Moving has been a little daunting for him, I reckon. Where he was used to a 5 minutes walk to school, he now is having an extra 15 minutes added to his journey. I think he was feeling the responsibility, where he's having to be more aware of his surroundings and safety.
For me that has also brought a little bit more worry to my days. It's not easy to draw the trust line yet. And because of that, sometimes I struggle to judge what things I should mention and tell what things I don't have to.
He's an intelligent kid, and like all kids his age, he absorbs everything very quickly, even things we discuss among us adults, when we don't realise he's listening. He is much street-smarter than his sister, but he looks up to her. I don't think she realises (or cares) to be honest. She doesn't believe us when we tell her either.
But their interests in life diverge. While Charlotte enjoys reading and debating, Cedric is more into technicalities, like mathematical formulas and science. They both enjoy video games though and surprisingly, they sometimes play together.
My separation from their father has been hard on us.
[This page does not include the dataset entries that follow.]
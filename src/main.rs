//! LocalMorph - prerenderer and preview server for an offline image converter.

mod cli;
mod config;
mod convert;
mod core;
mod embed;
mod generator;
mod logger;
mod page;
mod utils;

use anyhow::Result;
use clap::{ColorChoice, Parser};
use cli::{Cli, Commands};
use config::SiteConfig;

fn main() -> Result<()> {
    // Setup global Ctrl+C handler (before any blocking operations)
    core::setup_shutdown_handler()?;

    let cli = Cli::parse();

    // Set global color override based on CLI option
    match cli.color {
        ColorChoice::Always => owo_colors::set_override(true),
        ColorChoice::Never => owo_colors::set_override(false),
        ColorChoice::Auto => {} // owo-colors auto-detects TTY
    }

    let config = SiteConfig::load(&cli)?;

    match &cli.command {
        Commands::Build { .. } => cli::build::build_site(&config, false).map(|_| ()),
        Commands::Serve { no_build, .. } => cli::serve::serve_site(&config, *no_build),
        Commands::Routes { args } => cli::routes::print_routes(&config, args),
        Commands::Convert { args } => cli::convert::convert_file(&config, args).map(|_| ()),
    }
}
//! `localmorph convert`: one conversion through a page session.
//!
//! Same gates as the page: the converter loads first, a file must be
//! selected, and the result is named after the input.

use crate::{
    cli::ConvertArgs,
    config::SiteConfig,
    convert::{ConvertError, Converter, ImageConverter},
    core::FormatRegistry,
    log,
    page::Session,
    utils::fs::write_file,
};
use anyhow::{Context, Result, bail};
use std::{path::PathBuf, sync::Arc};

/// Convert `args.input` and write the result, returning the output path.
pub fn convert_file(config: &SiteConfig, args: &ConvertArgs) -> Result<PathBuf> {
    check_offered(&config.registry(), args)?;

    let runtime = tokio::runtime::Builder::new_multi_thread()
        .worker_threads(2)
        .enable_all()
        .build()
        .context("Failed to create tokio runtime")?;

    runtime.block_on(run(args, Arc::new(ImageConverter::new())))
}

fn check_offered(registry: &FormatRegistry, args: &ConvertArgs) -> Result<()> {
    if !registry.contains(args.to) {
        let offered: Vec<_> = registry.formats().iter().map(|f| f.token()).collect();
        bail!(
            "`{}` is not offered by this site (formats: {})",
            args.to,
            offered.join(", ")
        );
    }
    Ok(())
}

async fn run(args: &ConvertArgs, converter: Arc<dyn Converter>) -> Result<PathBuf> {
    let session = Session::start(args.to, async move { Ok::<_, ConvertError>(converter) });
    session.wait_until_settled().await;

    session.select_file(&args.input)?;
    session.choose_format(args.to);

    let download = session
        .convert()
        .await
        .with_context(|| format!("Failed to convert {}", args.input.display()))?;

    let out = args
        .out
        .clone()
        .unwrap_or_else(|| args.input.with_file_name(&download.file_name));
    if out == args.input {
        bail!(
            "Refusing to overwrite {}; choose another path with --out",
            args.input.display()
        );
    }

    write_file(&out, &download.bytes)?;
    log!("convert"; "{} -> {} ({} bytes)", args.input.display(), out.display(), download.bytes.len());
    Ok(out)
}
And I recognise I have not been able to provide the best support every time. I am learning as I go, trying to draw the line between my marital grudges and my mother's role. Having to deal with two completely different ages' and personalities' children has not always been an easy task, as much equally as I want to treat them.
He’s not a bigger concern in terms of causing harm to himself or others than any other little boy his age. We all know boys are more curious about the technicalities of things, this skill is embbeded in their genes. This skill alongside the craving for danger and mischief. One of these Friday afternoons, we had one of Cedric’s friends over. They walked back together fro school. But at that time I wasn’t back from work yet, I arrived shortly after. I prepared them some Mac n’ Cheese, served it and had to pop out just to drop Charlotte, who was going to a friend’s house for dinner too. And 10 minutes later, when I walked back in… I don’t know what goes on in those little minds of theirs…
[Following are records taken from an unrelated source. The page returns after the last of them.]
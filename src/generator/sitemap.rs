//! Sitemap generation.
//!
//! One `<url>` per enumerated route, in enumeration order.
//!
//! # Sitemap Format
//!
//! ```xml
//! <?xml version="1.0" encoding="UTF-8"?>
//! <urlset xmlns="http://www.sitemaps.org/schemas/sitemap/0.9">
//!   <url>
//!     <loc>https://localmorph.app/</loc>
//!     <lastmod>2025-01-01</lastmod>
//!     <changefreq>weekly</changefreq>
//!     <priority>1.0</priority>
//!   </url>
//! </urlset>
//! ```

use crate::core::Route;
use crate::generator::minify_xml;
use anyhow::{Context, Result};
use std::borrow::Cow;
use std::fs;
use std::path::Path;

const SITEMAP_NS: &str = "http://www.sitemaps.org/schemas/sitemap/0.9";

/// Change frequency advertised for every page.
pub const CHANGEFREQ: &str = "weekly";

/// Priority of the root page.
pub const ROOT_PRIORITY: f32 = 1.0;

/// Priority of every pair page.
pub const PAIR_PRIORITY: f32 = 0.8;

#[derive(Debug, Clone, PartialEq)]
pub struct Sitemap {
    urls: Vec<UrlEntry>,
}

#[derive(Debug, Clone, PartialEq)]
pub struct UrlEntry {
    pub loc: String,
    pub lastmod: String,
    pub changefreq: &'static str,
    pub priority: f32,
}

impl UrlEntry {
    fn for_route(route: &Route, base_url: &str, lastmod: &str) -> Self {
        Self {
            loc: route.url(base_url),
            lastmod: lastmod.to_string(),
            changefreq: CHANGEFREQ,
            priority: if route.is_root() {
                ROOT_PRIORITY
            } else {
                PAIR_PRIORITY
            },
        }
    }
}

impl Sitemap {
    /// Entries for `routes` under `base_url`, all stamped with `lastmod`
    /// (`YYYY-MM-DD`).
    pub fn from_routes(routes: &[Route], base_url: &str, lastmod: &str) -> Self {
        Self {
            urls: routes
                .iter()
                .map(|route| UrlEntry::for_route(route, base_url, lastmod))
                .collect(),
        }
    }

    #[cfg(test)]
    pub fn urls(&self) -> &[UrlEntry] {
        &self.urls
    }

    pub fn into_xml(self) -> String {
        let mut xml = String::with_capacity(128 + self.urls.len() * 160);

        xml.push_str("<?xml version=\"1.0\" encoding=\"UTF-8\"?>\n");
        xml.push_str("<urlset xmlns=\"");
        xml.push_str(SITEMAP_NS);
        xml.push_str("\">\n");

        for entry in &self.urls {
            xml.push_str("  <url>\n    <loc>");
            xml.push_str(&escape_xml(&entry.loc));
            xml.push_str("</loc>\n    <lastmod>");
            xml.push_str(&escape_xml(&entry.lastmod));
            xml.push_str("</lastmod>\n    <changefreq>");
            xml.push_str(entry.changefreq);
            xml.push_str("</changefreq>\n");
            xml.push_str(&format!("    <priority>{:.1}</priority>\n", entry.priority));
            xml.push_str("  </url>\n");
        }

        xml.push_str("</urlset>\n");
        xml
    }

    /// Write the document to `path`, creating parent directories.
    pub fn write(self, path: &Path, minify: bool) -> Result<()> {
        let xml = self.into_xml();
        let xml = minify_xml(&xml, minify);

        if let Some(parent) = path.parent() {
            fs::create_dir_all(parent)
                .with_context(|| format!("Failed to create {}", parent.display()))?;
        }
        fs::write(path, xml.as_bytes())
            .with_context(|| format!("Failed to write sitemap to {}", path.display()))?;
        Ok(())
    }
}

/// Escape special XML characters.
fn escape_xml(s: &str) -> Cow<'_, str> {
    if !s.contains(['&', '<', '>', '"', '\'']) {
        return Cow::Borrowed(s);
    }

    let mut out = String::with_capacity(s.len() + 8);
    for c in s.chars() {
        match c {
            '&' => out.push_str("&amp;"),
            '<' => out.push_str("&lt;"),
            '>' => out.push_str("&gt;"),
            '"' => out.push_str("&quot;"),
            '\'' => out.push_str("&apos;"),
            _ => out.push(c),
        }
    }
    Cow::Owned(out)
}

#[cfg(test)]
mod tests {
    use super::*;
    use crate::core::{FormatRegistry, SupportedFormat, enumerate_all};
    use tempfile::TempDir;

    fn two_format_routes() -> Vec<Route> {
        enumerate_all(&FormatRegistry::new([SupportedFormat::Png, SupportedFormat::Jpg]))
    }

    #[test]
    fn test_escape_xml() {
        assert_eq!(escape_xml("hello"), "hello");
        assert_eq!(escape_xml("<a & 'b'>"), "&lt;a &amp; &apos;b&apos;&gt;");
        assert_eq!(escape_xml(r#"say "hi""#), "say &quot;hi&quot;");
    }

    #[test]
    fn test_entries_follow_routes() {
        let sitemap = Sitemap::from_routes(&two_format_routes(), "https://x.app/", "2025-03-04");
        let locs: Vec<_> = sitemap.urls().iter().map(|u| u.loc.as_str()).collect();
        assert_eq!(
            locs,
            [
                "https://x.app/",
                "https://x.app/png-to-jpg/",
                "https://x.app/jpg-to-png/"
            ]
        );
        assert_eq!(sitemap.urls()[0].priority, ROOT_PRIORITY);
        assert!(sitemap.urls()[1..].iter().all(|u| u.priority == PAIR_PRIORITY));
        assert!(sitemap.urls().iter().all(|u| u.changefreq == "weekly"));
    }

    #[test]
    fn test_xml_document() {
        let xml = Sitemap::from_routes(&two_format_routes(), "https://x.app", "2025-03-04")
            .into_xml();
        let lines: Vec<&str> = xml.lines().collect();

        assert_eq!(lines[0], r#"<?xml version="1.0" encoding="UTF-8"?>"#);
        assert_eq!(lines[1], format!(r#"<urlset xmlns="{SITEMAP_NS}">"#));
        assert_eq!(xml.matches("<url>").count(), 3);
        assert_eq!(xml.matches("<priority>1.0</priority>").count(), 1);
        assert_eq!(xml.matches("<priority>0.8</priority>").count(), 2);
        assert_eq!(xml.matches("<lastmod>2025-03-04</lastmod>").count(), 3);
        assert_eq!(lines.last().copied(), Some("</urlset>"));
    }

    #[test]
    fn test_empty_sitemap() {
        let xml = Sitemap::from_routes(&[], "https://x.app", "2025-03-04").into_xml();
        assert!(xml.contains("<urlset"));
        assert!(!xml.contains("<url>"));
    }

    #[test]
    fn test_base_url_is_escaped() {
        let xml = Sitemap::from_routes(&[Route::Root], "https://x.app/?a=1&b=2", "2025-03-04")
            .into_xml();
        assert!(xml.contains("&amp;b=2"));
    }

    #[test]
    fn test_write_minified() {
        let dir = TempDir::new().unwrap();
        let path = dir.path().join("nested/sitemap.xml");
        Sitemap::from_routes(&two_format_routes(), "https://x.app", "2025-03-04")
            .write(&path, true)
            .unwrap();

        let written = fs::read_to_string(&path).unwrap();
        assert!(!written.contains('\n'));
        assert!(written.contains("<url><loc>https://x.app/</loc>"));
    }
}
Cedric is generally a good boy but he has his days, just like any other boy, where he purposely disobeys, either to get our attention or just because he's a boy and chooses to make mistakes to find out what the outcome will be. But then we have a good chat and he falls back into line.
But we have to be very clear - very literal - when explaining what we expect from him. It's very easy for him to misunderstand, as he learns and picks up words and topics from YouTube or TikTok videos, as often topics come up as a result of an opinion, which may be difficult for him to tell that that might not be factual information.
Cedric is a very loving little boy, and he thrives with attention, always showing off his skills, whether working out calculations, his gaming or programming skills, or the latest, piano skills. He still needs a lot of guidance. Life is busy, and sometimes we may not feel like going through the educating part of their education, actually talking them through why a + b = c and how we may have to live with the consequences of our decisions, no matter how fun the options we take are, but it needs to be done.
Since Gary came into our lives, he has gone from hating him to competing with him and more recently to looking up to him. It must be a huge challenge, given Gary's high education standards. Gary had an outstanding ability to fit into his role of dad, considering he had never been one. He has done an amazing job, through thick and thin, supporting us, always in a very patient and loving way. And I think they recognise that.